Guru Nanak: Biography, Travels & Death

Instructor: Sunday Moulton

Sunday recently earned a PhD in Anthropology and has taught college courses in Anthropology, English, and high school ACT/SAT Prep.

To understand the Sikh, we must look at their origins and the first Guru. This lesson follows the life and travels of Guru Nanak, discussing his teachings and finally his selection of a successor.

Early Life

The followers of Sikhism trace their origins to Guru Nanak, who was born in the village of Talwandi, Western Punjab, on April 15, 1469, to Hindu parents. The location of his birth and young life played a significant role in his philosophical development as it was a region of close contact between Hindu and Muslim residents. Guru Nanak's father worked as an accountant for the local Muslim leaders and Guru Nanak attended both a Hindu primary school and a Muslim secondary school.

Earliest Sikh Beliefs

At 13 years of age, Guru Nanak was to go through the rite of passage ceremony wherein a young Hindu male moves from childhood to adulthood. When the time came to accept a sacred thread from the priest, he refused it and recited a poem prizing the right action and compassionate thoughts about symbolic objects.

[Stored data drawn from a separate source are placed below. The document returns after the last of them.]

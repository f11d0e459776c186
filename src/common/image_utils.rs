use std::path::Path;

#[must_use]
pub fn is_image_file(path: &Path) -> bool {
    path.extension()
        .and_then(|ext| ext.to_str())
        .is_some_and(|ext| {
            // Convert to lowercase and then match against known extensions.
            let ext_lower = ext.to_ascii_lowercase();
            matches!(
                ext_lower.as_str(),
                "jpg" | "jpeg" | "png" | "gif" | "bmp" | "webp"
            )
        })
}

/// Converts a path to a POSIX-style string, replacing backslashes with forward slashes.
#[must_use]
pub fn normalize_path(path: &Path) -> String {
    path.to_string_lossy().replace('\\', "/")
}

/// Format an RGB triple as a `#rrggbb` hex color code.
#[must_use]
pub fn rgb_to_hex(rgb: (u8, u8, u8)) -> String {
    format!("#{:02x}{:02x}{:02x}", rgb.0, rgb.1, rgb.2)
}

/// Parse a `#rrggbb` hex color code back into an RGB triple.
#[must_use]
pub fn hex_to_rgb(hex: &str) -> Option<(u8, u8, u8)> {
    let hex = hex.trim_start_matches('#');
    if hex.len() != 6 {
        return None;
    }
    let r = u8::from_str_radix(&hex[0..2], 16).ok()?;
    let g = u8::from_str_radix(&hex[2..4], 16).ok()?;
    let b = u8::from_str_radix(&hex[4..6], 16).ok()?;
    Some((r, g, b))
}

Worried by his rejection of rituals and his habit of spending days discussing religion with Muslim and Hindu hermits as he watched over the family's cattle, Guru Nanak's parents encouraged him to marry when he was 16 years old. Nanak agreed and enjoyed a happy marriage, which soon produced two sons.

Revelation by God

One morning, he journeyed to the Kali Bein River to bathe, taking his friend Mardana with him. He jumped into the cool water, but to his friend's horror, he didn't surface. Mardana gathered friends from the village to search the river but they found nothing and thus believed he drowned.

Guru Nanak
Nanak

Rather than drowning, however, Guru Nanak had been taken to commune with God for three days. When he returned, not only did he surprise family and friends who thought he was dead, he astounded them by proclaiming the basic truths of Sikhism, now written at the beginning of the Sikh holy book, the Sri Guru Granth Sahib.

Travels

For several years, Guru Nanak remained in his village, teaching the basics of Sikhism. At the age of 30, however, he knew the time had come to share the message of God with people throughout India and even into distant lands. With his friend Mardana, a talented musician, Guru Nanak delivered his messages in musical hymns. At each place, he set up manjis, local cells or small religious groups.

Travels of Guru Nanak
Travels

India

At Hardwar, Guru Nanak interrupted Hindus ritually bathing to ask why they were throwing water toward the rising sun in the east. When they told him they were sending it to their ancestors in the land of the sun, he threw water to the west. When they questioned the Guru, he explained he was sending water home to his dry fields. Confused, the asked how that would help his fields. He reasoned with them that if they could throw water that reached their ancestors in the land of the sun, surely his fields could be watered only a few miles away. Thus he revealed the folly of their ritual.

Guru Nanak teaches holy men
with holymen

Middle East

On the fourth of his long journeys, he chose to visit the Middle East, traveling to the Holy Muslim cities of Mecca and Medina followed by a visit to Baghdad. Dressed in the blue cloth of Muslim pilgrims, he traveled as one of them.

When he arrived in Mecca, he was exhausted and soon found a place to sleep on the ground, but his chosen sleeping position pointed his feet toward the Kaaba, the sacred sanctuary structure within the most sacred Muslim mosque. When a watchman saw his position, he kicked the Guru and yelled at him for being so disrespectful toward the house of God. Guru Nanak explained he was very tired after a long journey and meant no disrespect, then asked that the watchman to turn his feet in a direction ''where God is not.'' This angered the guard but also drew many pilgrims and holy men to hear the Guru's words. This afforded him an opportunity to sing a hymn about humility and devotion to God.